1. Table Preparation:

   • The given marks and the corresponding number of students are: \hline \text{Marks (X)} & \text{No. of students (f)} \\ \hline 5 & 20 \\ 10 & 43 \\ 15 & 75 \\ 20 & 67 \\ 25 & 72 \\ 30 & 45 \\ 35 & 39 \\ 40 & 9 \\ 45 & 8 \\ 50 & 6 \\ \hline \end{array}$$

2. Step-Deviation Formula: The formula to find the arithmetic mean using step-deviation is: $\bar{X} = A + \left( \frac{\sum f d_i}{\sum f} \right) \cdot h$ Where:

   • $A$ is the assumed mean (a suitable value of $X$).
   • $h$ is the class interval (difference between successive values of $X$).
   • $d_i = \frac{X_i - A}{h}$ is the deviation of $X_i$ from the assumed mean divided by the class interval.
   • $f$ is the frequency (number of students).

3. Step-by-Step Calculations:

   • Assume $A = 25$ (since it's the middle value of the marks).
   • Let the class interval $h = 5$.

Now, let's proceed to calculate the deviations $d_i$, their products with frequency $f d_i$, and finally use the formula to compute the arithmetic mean.
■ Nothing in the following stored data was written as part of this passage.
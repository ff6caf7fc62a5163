//! Configuration module for the storefront backend.
//!
//! All configuration is loaded from environment variables with sensible defaults.

use std::env;
use std::net::SocketAddr;
use std::path::PathBuf;

use crate::auth::AdminAllowList;
use crate::errors::AppError;

/// Default upper bound for a single product image (10 MiB).
pub const DEFAULT_MAX_UPLOAD_BYTES: usize = 10 * 1024 * 1024;

/// Application configuration loaded from environment variables.
#[derive(Debug, Clone)]
pub struct Config {
    /// Path to SQLite database file
    pub db_path: PathBuf,
    /// Directory that backs the product image store
    pub upload_dir: PathBuf,
    /// Externally reachable base URL, used to build public image URLs
    pub public_base_url: String,
    /// Address to bind the server to
    pub bind_addr: SocketAddr,
    /// Log level (trace, debug, info, warn, error)
    pub log_level: String,
    /// Email addresses granted admin access
    pub admin_emails: AdminAllowList,
    /// Lifetime of a sign-in session
    pub session_ttl_hours: i64,
    /// Largest accepted image upload in bytes
    pub max_upload_bytes: usize,
}

impl Config {
    /// Load configuration from environment variables.
    pub fn from_env() -> Result<Self, AppError> {
        dotenvy::dotenv().ok();

        let db_path = env::var("STORE_DB_PATH")
            .unwrap_or_else(|_| "./data/store.sqlite".to_string())
            .into();

        let upload_dir = env::var("STORE_UPLOAD_DIR")
            .unwrap_or_else(|_| "./data/uploads".to_string())
            .into();

        let bind_addr_raw =
            env::var("STORE_BIND_ADDR").unwrap_or_else(|_| "127.0.0.1:8080".to_string());
        let bind_addr = bind_addr_raw.parse().map_err(|_| {
            AppError::Internal(format!("Invalid STORE_BIND_ADDR format: {}", bind_addr_raw))
        })?;

        let public_base_url = env::var("STORE_PUBLIC_BASE_URL")
            .unwrap_or_else(|_| format!("http://{}", bind_addr_raw))
            .trim_end_matches('/')
            .to_string();

        let log_level = env::var("STORE_LOG_LEVEL").unwrap_or_else(|_| "info".to_string());

        let admin_emails = env::var("STORE_ADMIN_EMAILS")
            .map(|raw| AdminAllowList::parse(&raw))
            .unwrap_or_default();

        let session_ttl_hours = parse_var("STORE_SESSION_TTL_HOURS", 24)?;
        let max_upload_bytes = parse_var("STORE_MAX_UPLOAD_BYTES", DEFAULT_MAX_UPLOAD_BYTES)?;

        Ok(Self {
            db_path,
            upload_dir,
            public_base_url,
            bind_addr,
            log_level,
            admin_emails,
            session_ttl_hours,
            max_upload_bytes,
        })
    }
}

fn parse_var<T: std::str::FromStr>(name: &str, default: T) -> Result<T, AppError> {
    match env::var(name) {
        Ok(raw) => raw
            .trim()
            .parse()
            .map_err(|_| AppError::Internal(format!("Invalid {} value: {}", name, raw))),
        Err(_) => Ok(default),
    }
}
I'll calculate that for you.

The arithmetic mean of the marks obtained by the students, calculated using the step-deviation method, is approximately 22.21.

Would you like further clarification on any part of the process, or additional details?

Here are five related questions to explore:

1. How is the class interval $h$ determined in step-deviation problems?
2. Why is it helpful to choose an assumed mean near the center of the data?
3. Can the step-deviation method be applied to data without equal intervals?
4. How would the result change if the assumed mean $A$ were different?
5. How do you interpret the arithmetic mean in this context?

Tip: The step-deviation method is useful for simplifying calculations, especially when the data is spread widely across large intervals.